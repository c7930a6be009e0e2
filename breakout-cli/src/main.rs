//! Breakout CLI — analyze a ticker for volume/price breakouts.
//!
//! Commands:
//! - `analyze` — load a daily series, find breakout days, measure holding
//!   returns, print the table and write CSV/JSON/Markdown reports
//! - `fetch` — download a daily series from Yahoo Finance into a CSV file
//!   that `analyze --csv` can read offline

use std::path::PathBuf;
use std::sync::Arc;

use anyhow::{bail, Context, Result};
use breakout_core::data::{write_csv, CircuitBreaker, CsvProvider, DataProvider, YahooProvider};
use breakout_runner::{run_analysis, save_report, AnalysisConfig, AnalysisReport};
use chrono::NaiveDate;
use clap::{Args, Parser, Subcommand};
use tracing::info;
use tracing_subscriber::EnvFilter;

#[derive(Parser)]
#[command(
    name = "breakout",
    about = "Breakout analyzer — volume/price breakout days and their holding-period returns"
)]
struct Cli {
    #[command(subcommand)]
    command: Commands,
}

#[derive(Subcommand)]
enum Commands {
    /// Find breakout days and measure their forward returns.
    Analyze(AnalyzeArgs),
    /// Download a daily series from Yahoo Finance to CSV.
    Fetch {
        /// Ticker symbol (e.g., AAPL).
        ticker: String,

        /// Start date (YYYY-MM-DD). Defaults to one year ago.
        #[arg(long)]
        start: Option<String>,

        /// End date (YYYY-MM-DD). Defaults to today.
        #[arg(long)]
        end: Option<String>,

        /// Output CSV path. Defaults to ./{TICKER}.csv.
        #[arg(long)]
        output: Option<PathBuf>,
    },
}

#[derive(Args)]
struct AnalyzeArgs {
    /// Ticker symbol. Required unless given in --config.
    ticker: Option<String>,

    /// Path to a TOML config file; flags override its values.
    #[arg(long)]
    config: Option<PathBuf>,

    /// Start date (YYYY-MM-DD). Defaults to one year ago.
    #[arg(long)]
    start: Option<String>,

    /// End date (YYYY-MM-DD). Defaults to today.
    #[arg(long)]
    end: Option<String>,

    /// Volume breakout threshold, percent of the 20-day average volume.
    #[arg(long)]
    volume_threshold: Option<f64>,

    /// Daily price change threshold, percent.
    #[arg(long, allow_hyphen_values = true)]
    price_threshold: Option<f64>,

    /// Holding period in trading days.
    #[arg(long)]
    holding_period: Option<usize>,

    /// Read the series from this CSV file (date,close,volume) before trying Yahoo.
    #[arg(long)]
    csv: Option<PathBuf>,

    /// Offline mode: never contact Yahoo Finance.
    #[arg(long, default_value_t = false)]
    offline: bool,

    /// Use synthetic data when no provider succeeds.
    #[arg(long, default_value_t = false)]
    synthetic: bool,

    /// Directory for report files.
    #[arg(long, default_value = "reports")]
    output_dir: PathBuf,

    /// Print results only; write no report files.
    #[arg(long, default_value_t = false)]
    no_export: bool,
}

/// `RUST_LOG` directives when set and valid, otherwise info for the breakout crates.
fn log_filter(rust_log: Option<&str>) -> EnvFilter {
    rust_log
        .and_then(|directives| EnvFilter::try_new(directives).ok())
        .unwrap_or_else(|| EnvFilter::new(DEFAULT_LOG_FILTER))
}

const DEFAULT_LOG_FILTER: &str = "breakout_core=info,breakout_runner=info";

fn main() -> Result<()> {
    tracing_subscriber::fmt()
        .with_writer(std::io::stderr)
        .with_env_filter(log_filter(std::env::var("RUST_LOG").ok().as_deref()))
        .init();

    let cli = Cli::parse();

    match cli.command {
        Commands::Analyze(args) => run_analyze(args),
        Commands::Fetch {
            ticker,
            start,
            end,
            output,
        } => run_fetch(ticker, start, end, output),
    }
}

fn run_analyze(args: AnalyzeArgs) -> Result<()> {
    let config = build_config(&args)?;

    let csv_provider = args.csv.as_ref().map(CsvProvider::new);
    let yahoo_provider = if args.offline {
        None
    } else {
        Some(YahooProvider::new(Arc::new(CircuitBreaker::default_provider()))?)
    };

    let mut providers: Vec<&dyn DataProvider> = Vec::new();
    if let Some(p) = &csv_provider {
        providers.push(p);
    }
    if let Some(p) = &yahoo_provider {
        providers.push(p);
    }

    let report = match run_analysis(&config, &providers, args.synthetic) {
        Ok(report) => report,
        Err(e) => {
            eprintln!("No analysis performed: {e}");
            std::process::exit(1);
        }
    };

    print_report(&report);

    if !args.no_export {
        let paths = save_report(&report, &args.output_dir)?;
        println!("Report saved as {}", paths.csv.display());
        info!(json = %paths.json.display(), markdown = %paths.markdown.display(), "report artifacts written");
    }

    Ok(())
}

fn build_config(args: &AnalyzeArgs) -> Result<AnalysisConfig> {
    let mut config = match &args.config {
        Some(path) => AnalysisConfig::from_file(path)?,
        None => {
            let Some(ticker) = args.ticker.as_deref() else {
                bail!("a ticker is required (positional argument or --config)");
            };
            let (start, end) = resolve_range(args.start.as_deref(), args.end.as_deref())?;
            AnalysisConfig::new(ticker.to_uppercase(), start, end)
        }
    };

    let a = &mut config.analysis;
    if args.config.is_some() {
        if let Some(ticker) = &args.ticker {
            a.ticker = ticker.to_uppercase();
        }
        if let Some(start) = args.start.as_deref() {
            a.start_date = parse_date(start)?;
        }
        if let Some(end) = args.end.as_deref() {
            a.end_date = parse_date(end)?;
        }
    }
    if let Some(v) = args.volume_threshold {
        a.volume_threshold_pct = v;
    }
    if let Some(p) = args.price_threshold {
        a.price_change_threshold_pct = p;
    }
    if let Some(h) = args.holding_period {
        a.holding_period = h;
    }

    config.validate()?;
    Ok(config)
}

fn run_fetch(
    ticker: String,
    start: Option<String>,
    end: Option<String>,
    output: Option<PathBuf>,
) -> Result<()> {
    let ticker = ticker.to_uppercase();
    let (start, end) = resolve_range(start.as_deref(), end.as_deref())?;
    let output = output.unwrap_or_else(|| PathBuf::from(format!("{ticker}.csv")));

    let provider = YahooProvider::new(Arc::new(CircuitBreaker::default_provider()))?;
    let fetched = provider
        .fetch(&ticker, start, end)
        .with_context(|| format!("failed to fetch {ticker}"))?;

    write_csv(&fetched.series, &output)?;
    println!(
        "Saved {} observations for {ticker} to {}",
        fetched.series.len(),
        output.display()
    );
    Ok(())
}

fn parse_date(s: &str) -> Result<NaiveDate> {
    NaiveDate::parse_from_str(s, "%Y-%m-%d").with_context(|| format!("invalid date '{s}', expected YYYY-MM-DD"))
}

fn resolve_range(start: Option<&str>, end: Option<&str>) -> Result<(NaiveDate, NaiveDate)> {
    let end_date = end
        .map(parse_date)
        .transpose()?
        .unwrap_or_else(|| chrono::Local::now().date_naive());
    let start_date = start
        .map(parse_date)
        .transpose()?
        .unwrap_or_else(|| end_date - chrono::Duration::days(365));
    Ok((start_date, end_date))
}

fn print_report(report: &AnalysisReport) {
    println!();
    println!("=== Breakout Analysis ===");
    println!("Ticker:          {}", report.ticker);
    println!("Period:          {} to {}", report.start_date, report.end_date);
    println!("Observations:    {}", report.observation_count);
    println!(
        "Thresholds:      volume > {}% of 20d avg, change > {}%",
        report.params.volume_threshold_pct, report.params.price_change_threshold_pct
    );
    println!("Holding Period:  {} days", report.params.holding_period);
    if report.is_synthetic() {
        println!("WARNING: Results based on SYNTHETIC data");
    }
    println!();

    if report.has_no_breakouts() {
        println!("No breakout signals identified based on the given parameters.");
        println!();
        return;
    }

    println!(
        "{:<12} {:>12} {:>14} {:>18} {:>12} {:>15}",
        "Date", "Close", "Volume", "20d Avg Volume", "Daily %", "Holding Ret %"
    );
    println!("{}", "-".repeat(88));
    for r in &report.records {
        println!(
            "{:<12} {:>12.2} {:>14} {:>18} {:>12} {:>15}",
            r.date().to_string(),
            r.close(),
            r.volume(),
            fmt_opt(r.observation.rolling_avg_volume, 0),
            fmt_opt(r.observation.daily_pct_change, 2),
            fmt_opt(r.holding_return, 2),
        );
    }

    let s = &report.stats;
    println!();
    println!("--- Breakout Statistics ---");
    println!("Breakouts:       {}", s.breakout_count);
    println!(
        "Measured:        {} ({} beyond series end)",
        s.measured_count, s.unmeasured_count
    );
    println!("Mean Return:     {}", fmt_pct(s.mean_return));
    println!("Median Return:   {}", fmt_pct(s.median_return));
    println!("Best / Worst:    {} / {}", fmt_pct(s.best_return), fmt_pct(s.worst_return));
    println!("Win Rate:        {}", fmt_pct(s.win_rate.map(|w| w * 100.0)));
    println!();
}

fn fmt_opt(value: Option<f64>, precision: usize) -> String {
    value
        .map(|v| format!("{v:.precision$}"))
        .unwrap_or_else(|| "n/a".into())
}

fn fmt_pct(value: Option<f64>) -> String {
    value
        .map(|v| format!("{v:.2}%"))
        .unwrap_or_else(|| "n/a".into())
}

#[cfg(test)]
mod tests {
    use super::*;

    fn parse_analyze(argv: &[&str]) -> AnalyzeArgs {
        let mut full = vec!["breakout", "analyze"];
        full.extend_from_slice(argv);
        match Cli::parse_from(full).command {
            Commands::Analyze(args) => args,
            Commands::Fetch { .. } => unreachable!("parsed analyze"),
        }
    }

    #[test]
    fn rust_log_overrides_default_filter() {
        let filter = log_filter(Some("breakout_core=debug")).to_string();
        assert!(filter.contains("breakout_core=debug"), "{filter}");
        assert!(!filter.contains("breakout_core=info"), "{filter}");
    }

    #[test]
    fn default_filter_when_rust_log_unset() {
        let filter = log_filter(None).to_string();
        assert!(filter.contains("breakout_core=info"), "{filter}");
        assert!(filter.contains("breakout_runner=info"), "{filter}");
    }

    #[test]
    fn flags_build_config_with_defaults() {
        let args = parse_analyze(&["aapl", "--start", "2023-01-01", "--end", "2023-12-31"]);
        let config = build_config(&args).unwrap();
        assert_eq!(config.ticker(), "AAPL");
        assert_eq!(config.analysis.volume_threshold_pct, 200.0);
        assert_eq!(config.analysis.price_change_threshold_pct, 2.0);
        assert_eq!(config.analysis.holding_period, 10);
    }

    #[test]
    fn flags_override_parameters() {
        let args = parse_analyze(&[
            "MSFT",
            "--start",
            "2023-01-01",
            "--end",
            "2023-12-31",
            "--volume-threshold",
            "300",
            "--price-threshold",
            "-1.5",
            "--holding-period",
            "3",
        ]);
        let params = build_config(&args).unwrap().params();
        assert_eq!(params.volume_threshold_pct, 300.0);
        assert_eq!(params.price_change_threshold_pct, -1.5);
        assert_eq!(params.holding_period, 3);
    }

    #[test]
    fn missing_ticker_is_an_error() {
        let args = parse_analyze(&["--start", "2023-01-01"]);
        assert!(build_config(&args).is_err());
    }

    #[test]
    fn zero_holding_period_is_rejected() {
        let args = parse_analyze(&["SPY", "--holding-period", "0"]);
        assert!(build_config(&args).is_err());
    }

    #[test]
    fn default_range_is_one_year_ending_today() {
        let (start, end) = resolve_range(None, None).unwrap();
        assert_eq!(end - start, chrono::Duration::days(365));
        assert!(resolve_range(Some("2023-13-01"), None).is_err());
    }
}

━━━━━━

Exercise aim - What is needed is every line of the records above that contains the word "files".

Exercise result -
    /// Directory for report files.
    /// Print results only; write no report files.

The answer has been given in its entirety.